— Task input —
————————

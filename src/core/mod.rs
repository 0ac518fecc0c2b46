// src/core/mod.rs

//! Core data structures and types

pub mod error;
pub mod state;

// Re-export public types for convenient access via `qoracle::core::TypeName`
pub use error::{EmulationError, QubitId};
pub use state::AmplitudeState;
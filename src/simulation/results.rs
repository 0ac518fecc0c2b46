// src/simulation/results.rs
use crate::core::{AmplitudeState, QubitId};
use std::collections::HashMap;
use std::fmt;

/// Squared magnitudes at or below this are left out of the printed state.
const DISPLAY_THRESHOLD: f64 = 1e-12;

/// Holds the results of a circuit simulation: the final amplitude store and
/// the qubit layout needed to read it.
#[derive(Debug, Clone, PartialEq, Default)]
pub struct SimulationResult {
    /// Qubits of the run, most significant bit of a basis index first.
    qubit_order: Vec<QubitId>,
    final_state: Option<AmplitudeState>,
}

impl SimulationResult {
    /// Creates a new, empty result set. (Internal visibility)
    pub(crate) fn new() -> Self {
        Self::default()
    }

    pub(crate) fn from_state(qubit_order: Vec<QubitId>, final_state: AmplitudeState) -> Self {
        Self {
            qubit_order,
            final_state: Some(final_state),
        }
    }

    /// The amplitudes after the last operation; `None` for an empty circuit.
    pub fn final_state(&self) -> Option<&AmplitudeState> {
        self.final_state.as_ref()
    }

    pub fn qubit_order(&self) -> &[QubitId] {
        &self.qubit_order
    }

    /// Reads the value of `qubit` in the basis index `index`.
    /// Returns `None` if the qubit was not part of the run.
    pub fn qubit_value(&self, index: usize, qubit: QubitId) -> Option<u64> {
        let n = self.qubit_order.len();
        let position = self.qubit_order.iter().position(|q| *q == qubit)?;
        Some(((index >> (n - 1 - position)) & 1) as u64)
    }

    /// The basis index carrying the largest probability, if any.
    pub fn dominant_index(&self) -> Option<usize> {
        let state = self.final_state.as_ref()?;
        state
            .vector()
            .iter()
            .enumerate()
            .max_by(|(_, a), (_, b)| a.norm_sqr().total_cmp(&b.norm_sqr()))
            .map(|(index, _)| index)
    }

    /// Per-qubit values of the most probable basis state.
    ///
    /// Permutations never spread amplitude, so a run started from a basis
    /// state ends in exactly one basis state and this is its readout.
    pub fn dominant_outcome(&self) -> Option<HashMap<QubitId, u64>> {
        let index = self.dominant_index()?;
        self.qubit_order
            .iter()
            .map(|qubit| self.qubit_value(index, *qubit).map(|value| (*qubit, value)))
            .collect()
    }
}

impl fmt::Display for SimulationResult {
    fn fmt(&self, f: &mut fmt::Formatter<'_>) -> fmt::Result {
        writeln!(f, "Simulation Results:")?;
        let Some(state) = &self.final_state else {
            return writeln!(f, "  No qubits were simulated.");
        };
        let order: Vec<String> = self.qubit_order.iter().map(|q| q.to_string()).collect();
        writeln!(f, "  Qubit order (MSB first): {}", order.join(" "))?;
        let n = self.qubit_order.len();
        for (index, amp) in state.vector().iter().enumerate() {
            if amp.norm_sqr() > DISPLAY_THRESHOLD {
                writeln!(f, "    |{:0width$b}>: {:.6} (p={:.6})", index, amp, amp.norm_sqr(), width = n)?;
            }
        }
        Ok(())
    }
}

————————

Reproduce each line of the material that mentions "impl".

impl SimulationResult {
impl fmt::Display for SimulationResult {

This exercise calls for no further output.